J’estime la fierté dans les caractères, et, puisqu’elle avait ce droit, chose dont Mansour me confirma la vérité, je me bornai à dire que j’avais plaisanté ; que, seulement, il fallait qu’elle s’excusât envers ce vieillard de l’emportement qu’elle avait montré ; mais Mansour lui traduisit cela de telle manière, que l’excuse, je crois bien, vint de son côté.

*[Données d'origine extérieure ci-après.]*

//! GPU resources for the wind layer.
//!
//! Pipelines and bind-group layouts live in a [`RenderContext`] built once
//! per attach; each stage owns its textures, uniform buffers, and bind
//! groups and borrows the context when it encodes work.

mod advection;
mod field_texture;
mod particle_state;
mod particles;
mod trails;

use std::sync::mpsc;
use std::sync::Arc;

pub use advection::AdvectionStage;
pub use field_texture::VectorFieldTexture;
pub use particle_state::ParticleStateStore;
pub use particles::{DrawFrame, ParticleRenderStage};
pub use trails::{TrailCompositor, TrailImage};

use crate::error::GpuError;

/// Particle positions: `(lon, lat, 0, 1)` per texel.
pub const STATE_FORMAT: wgpu::TextureFormat = wgpu::TextureFormat::Rgba32Float;
/// Wind field: `(u, v)` per texel.
pub const FIELD_FORMAT: wgpu::TextureFormat = wgpu::TextureFormat::Rg32Float;
/// Trail images.
pub const TRAIL_FORMAT: wgpu::TextureFormat = wgpu::TextureFormat::Rgba8Unorm;

/// Full-screen triangle used by every image-space program.
const FULLSCREEN_VS: &str = r#"
@vertex
fn vs_main(@builtin(vertex_index) vertex_index: u32) -> @builtin(position) vec4<f32> {
    var positions = array<vec2<f32>, 3>(
        vec2<f32>(-1.0, -1.0),
        vec2<f32>(3.0, -1.0),
        vec2<f32>(-1.0, 3.0),
    );
    return vec4<f32>(positions[vertex_index], 0.0, 1.0);
}
"#;

/// `src * a + dst * (1 - a)` on color and alpha alike.
///
/// Alpha uses the same factors as color so that trail alpha decays
/// geometrically with the fade opacity.
pub const TRAIL_BLEND: wgpu::BlendState = wgpu::BlendState {
    color: wgpu::BlendComponent {
        src_factor: wgpu::BlendFactor::SrcAlpha,
        dst_factor: wgpu::BlendFactor::OneMinusSrcAlpha,
        operation: wgpu::BlendOperation::Add,
    },
    alpha: wgpu::BlendComponent {
        src_factor: wgpu::BlendFactor::SrcAlpha,
        dst_factor: wgpu::BlendFactor::OneMinusSrcAlpha,
        operation: wgpu::BlendOperation::Add,
    },
};

/// Adapter, device, and queue shared by a layer and its host.
pub struct GpuContext {
    pub adapter: wgpu::Adapter,
    pub device: Arc<wgpu::Device>,
    pub queue: Arc<wgpu::Queue>,
}

impl GpuContext {
    /// Request an adapter and device, optionally compatible with `surface`.
    pub async fn request(
        instance: &wgpu::Instance,
        surface: Option<&wgpu::Surface<'_>>,
    ) -> Result<Self, GpuError> {
        let adapter = instance
            .request_adapter(&wgpu::RequestAdapterOptions {
                power_preference: wgpu::PowerPreference::HighPerformance,
                compatible_surface: surface,
                force_fallback_adapter: false,
            })
            .await
            .ok_or(GpuError::NoAdapter)?;

        log::info!("Using GPU: {:?}", adapter.get_info());

        let (device, queue) = adapter
            .request_device(
                &wgpu::DeviceDescriptor {
                    label: Some("Wind Layer Device"),
                    required_features: wgpu::Features::empty(),
                    required_limits: wgpu::Limits::downlevel_webgl2_defaults()
                        .using_resolution(adapter.limits()),
                    memory_hints: wgpu::MemoryHints::Performance,
                },
                None,
            )
            .await?;

        device.on_uncaptured_error(Box::new(|error| {
            log::error!("GPU uncaptured error: {}", error);
        }));

        Ok(Self {
            adapter,
            device: Arc::new(device),
            queue: Arc::new(queue),
        })
    }

    /// Blocking device creation for presenting to `surface`.
    pub fn for_surface(instance: &wgpu::Instance, surface: &wgpu::Surface<'_>) -> Result<Self, GpuError> {
        pollster::block_on(Self::request(instance, Some(surface)))
    }

    /// Blocking device creation without a surface (offscreen use, tests).
    pub fn new_headless() -> Result<Self, GpuError> {
        let instance = wgpu::Instance::new(&wgpu::InstanceDescriptor {
            backends: wgpu::Backends::all(),
            ..Default::default()
        });
        pollster::block_on(Self::request(&instance, None))
    }

    /// Fail unless particle state can be rendered to and the field sampled.
    pub fn check_float_support(&self) -> Result<(), GpuError> {
        let state = self.adapter.get_texture_format_features(STATE_FORMAT);
        if !state
            .allowed_usages
            .contains(wgpu::TextureUsages::RENDER_ATTACHMENT | wgpu::TextureUsages::TEXTURE_BINDING)
        {
            return Err(GpuError::MissingFloatTextures(STATE_FORMAT));
        }
        let field = self.adapter.get_texture_format_features(FIELD_FORMAT);
        if !field.allowed_usages.contains(wgpu::TextureUsages::TEXTURE_BINDING) {
            return Err(GpuError::MissingFloatTextures(FIELD_FORMAT));
        }
        Ok(())
    }
}

/// Programs and layouts, created once and borrowed by every draw.
pub struct RenderContext {
    pub(crate) advect_layout: wgpu::BindGroupLayout,
    pub(crate) advect_pipeline: wgpu::RenderPipeline,
    pub(crate) draw_layout: wgpu::BindGroupLayout,
    pub(crate) draw_pipeline: wgpu::RenderPipeline,
    pub(crate) screen_layout: wgpu::BindGroupLayout,
    /// Image copy into a trail image, no blending.
    pub(crate) fade_pipeline: wgpu::RenderPipeline,
    /// Screen image blended onto the host's output.
    pub(crate) present_pipeline: wgpu::RenderPipeline,
}

impl RenderContext {
    /// Build every program; any compile or link error is fatal.
    pub fn new(device: &wgpu::Device, output_format: wgpu::TextureFormat) -> Result<Self, GpuError> {
        let advect_layout = advection::create_bind_group_layout(device);
        let advect_pipeline = checked(device, "Advection", || {
            advection::create_pipeline(device, &advect_layout)
        })?;

        let draw_layout = particles::create_bind_group_layout(device);
        let draw_pipeline = checked(device, "Particle draw", || {
            particles::create_pipeline(device, &draw_layout)
        })?;

        let screen_layout = trails::create_bind_group_layout(device);
        let fade_pipeline = checked(device, "Trail fade", || {
            trails::create_pipeline(device, &screen_layout, TRAIL_FORMAT, None, "Trail Fade Pipeline")
        })?;
        let present_pipeline = checked(device, "Trail present", || {
            trails::create_pipeline(
                device,
                &screen_layout,
                output_format,
                Some(TRAIL_BLEND),
                "Trail Present Pipeline",
            )
        })?;

        Ok(Self {
            advect_layout,
            advect_pipeline,
            draw_layout,
            draw_pipeline,
            screen_layout,
            fade_pipeline,
            present_pipeline,
        })
    }
}

/// Run `build` inside a validation error scope.
fn checked<T>(device: &wgpu::Device, stage: &'static str, build: impl FnOnce() -> T) -> Result<T, GpuError> {
    device.push_error_scope(wgpu::ErrorFilter::Validation);
    let value = build();
    match pollster::block_on(device.pop_error_scope()) {
        Some(err) => {
            log::error!("{} program failed: {}", stage, err);
            Err(GpuError::ShaderCompilation {
                stage,
                message: err.to_string(),
            })
        }
        None => Ok(value),
    }
}

/// Create a 2D texture that can be sampled and rendered to.
fn create_target(
    device: &wgpu::Device,
    label: &str,
    width: u32,
    height: u32,
    format: wgpu::TextureFormat,
) -> Result<(wgpu::Texture, wgpu::TextureView), GpuError> {
    check_dimensions(device, width, height)?;
    let texture = device.create_texture(&wgpu::TextureDescriptor {
        label: Some(label),
        size: wgpu::Extent3d {
            width,
            height,
            depth_or_array_layers: 1,
        },
        mip_level_count: 1,
        sample_count: 1,
        dimension: wgpu::TextureDimension::D2,
        format,
        usage: wgpu::TextureUsages::RENDER_ATTACHMENT
            | wgpu::TextureUsages::TEXTURE_BINDING
            | wgpu::TextureUsages::COPY_DST
            | wgpu::TextureUsages::COPY_SRC,
        view_formats: &[],
    });
    let view = texture.create_view(&wgpu::TextureViewDescriptor::default());
    Ok((texture, view))
}

fn check_dimensions(device: &wgpu::Device, width: u32, height: u32) -> Result<(), GpuError> {
    let max = device.limits().max_texture_dimension_2d;
    if width == 0 || height == 0 || width > max || height > max {
        return Err(GpuError::TextureTooLarge { width, height, max });
    }
    Ok(())
}

/// Begin a pass that clears `view` to transparent before drawing.
fn clear_pass<'e>(
    encoder: &'e mut wgpu::CommandEncoder,
    view: &wgpu::TextureView,
    label: &str,
) -> wgpu::RenderPass<'e> {
    begin_pass(encoder, view, label, wgpu::LoadOp::Clear(wgpu::Color::TRANSPARENT))
}

fn begin_pass<'e>(
    encoder: &'e mut wgpu::CommandEncoder,
    view: &wgpu::TextureView,
    label: &str,
    load: wgpu::LoadOp<wgpu::Color>,
) -> wgpu::RenderPass<'e> {
    encoder.begin_render_pass(&wgpu::RenderPassDescriptor {
        label: Some(label),
        color_attachments: &[Some(wgpu::RenderPassColorAttachment {
            view,
            resolve_target: None,
            ops: wgpu::Operations {
                load,
                store: wgpu::StoreOp::Store,
            },
        })],
        depth_stencil_attachment: None,
        timestamp_writes: None,
        occlusion_query_set: None,
    })
}

fn texture_entry(binding: u32, visibility: wgpu::ShaderStages) -> wgpu::BindGroupLayoutEntry {
    wgpu::BindGroupLayoutEntry {
        binding,
        visibility,
        ty: wgpu::BindingType::Texture {
            sample_type: wgpu::TextureSampleType::Float { filterable: false },
            view_dimension: wgpu::TextureViewDimension::D2,
            multisampled: false,
        },
        count: None,
    }
}

fn uniform_entry(binding: u32, visibility: wgpu::ShaderStages) -> wgpu::BindGroupLayoutEntry {
    wgpu::BindGroupLayoutEntry {
        binding,
        visibility,
        ty: wgpu::BindingType::Buffer {
            ty: wgpu::BufferBindingType::Uniform,
            has_dynamic_offset: false,
            min_binding_size: None,
        },
        count: None,
    }
}

/// Copy a whole texture back to the CPU, rows tightly packed.
pub(crate) fn read_texture(
    device: &wgpu::Device,
    queue: &wgpu::Queue,
    texture: &wgpu::Texture,
    bytes_per_pixel: u32,
) -> Result<Vec<u8>, GpuError> {
    let width = texture.width();
    let height = texture.height();
    let unpadded = width * bytes_per_pixel;
    // Must be aligned to COPY_BYTES_PER_ROW_ALIGNMENT (256)
    let align = wgpu::COPY_BYTES_PER_ROW_ALIGNMENT;
    let padded = unpadded.div_ceil(align) * align;

    let staging = device.create_buffer(&wgpu::BufferDescriptor {
        label: Some("Readback Staging Buffer"),
        size: padded as u64 * height as u64,
        usage: wgpu::BufferUsages::MAP_READ | wgpu::BufferUsages::COPY_DST,
        mapped_at_creation: false,
    });

    let mut encoder = device.create_command_encoder(&wgpu::CommandEncoderDescriptor {
        label: Some("Readback Encoder"),
    });
    encoder.copy_texture_to_buffer(
        wgpu::TexelCopyTextureInfo {
            texture,
            mip_level: 0,
            origin: wgpu::Origin3d::ZERO,
            aspect: wgpu::TextureAspect::All,
        },
        wgpu::TexelCopyBufferInfo {
            buffer: &staging,
            layout: wgpu::TexelCopyBufferLayout {
                offset: 0,
                bytes_per_row: Some(padded),
                rows_per_image: Some(height),
            },
        },
        wgpu::Extent3d {
            width,
            height,
            depth_or_array_layers: 1,
        },
    );
    queue.submit(std::iter::once(encoder.finish()));

    let slice = staging.slice(..);
    let (tx, rx) = mpsc::channel();
    slice.map_async(wgpu::MapMode::Read, move |result| {
        let _ = tx.send(result);
    });
    device.poll(wgpu::Maintain::Wait);

    match rx.recv() {
        Ok(Ok(())) => {}
        Ok(Err(e)) => {
            log::error!("Buffer map failed: {}", e);
            return Err(GpuError::BufferMapping(e.to_string()));
        }
        Err(_) => {
            log::error!("Buffer map channel disconnected - possible device lost");
            return Err(GpuError::BufferMapping("map callback dropped".to_string()));
        }
    }

    let mut out = Vec::with_capacity(unpadded as usize * height as usize);
    {
        let data = slice.get_mapped_range();
        for row in data.chunks(padded as usize) {
            out.extend_from_slice(&row[..unpadded as usize]);
        }
    }
    staging.unmap();
    Ok(out)
}

#[cfg(test)]
pub(crate) fn validate_wgsl(source: &str) {
    use naga::valid::{Capabilities, ValidationFlags, Validator};

    let module = match naga::front::wgsl::parse_str(source) {
        Ok(module) => module,
        Err(err) => panic!("{}", err.emit_to_string(source)),
    };
    let mut validator = Validator::new(ValidationFlags::all(), Capabilities::all());
    if let Err(err) = validator.validate(&module) {
        panic!("validation failed: {:?}", err);
    }
}

#[cfg(test)]
mod tests {
    use super::*;

    #[test]
    fn test_fullscreen_vertex_validates() {
        validate_wgsl(FULLSCREEN_VS);
    }

    #[test]
    fn test_trail_blend_uses_source_alpha_for_alpha() {
        assert_eq!(TRAIL_BLEND.alpha.src_factor, wgpu::BlendFactor::SrcAlpha);
        assert_eq!(TRAIL_BLEND.alpha.dst_factor, wgpu::BlendFactor::OneMinusSrcAlpha);
    }
}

Il était clair désormais que j’avais fait une folie en achetant cette femme. Si elle persistait dans son idée, ne pouvant m’être pour le reste de ma route qu’un sujet de dépense, au moins fallait-il qu’elle pût me servir d’interprète. Je lui déclarai que, puisqu’elle était une personne si distinguée, il était bon qu’elle apprît le français pendant que j’apprendrais l’arabe. Elle ne repoussa pas cette idée.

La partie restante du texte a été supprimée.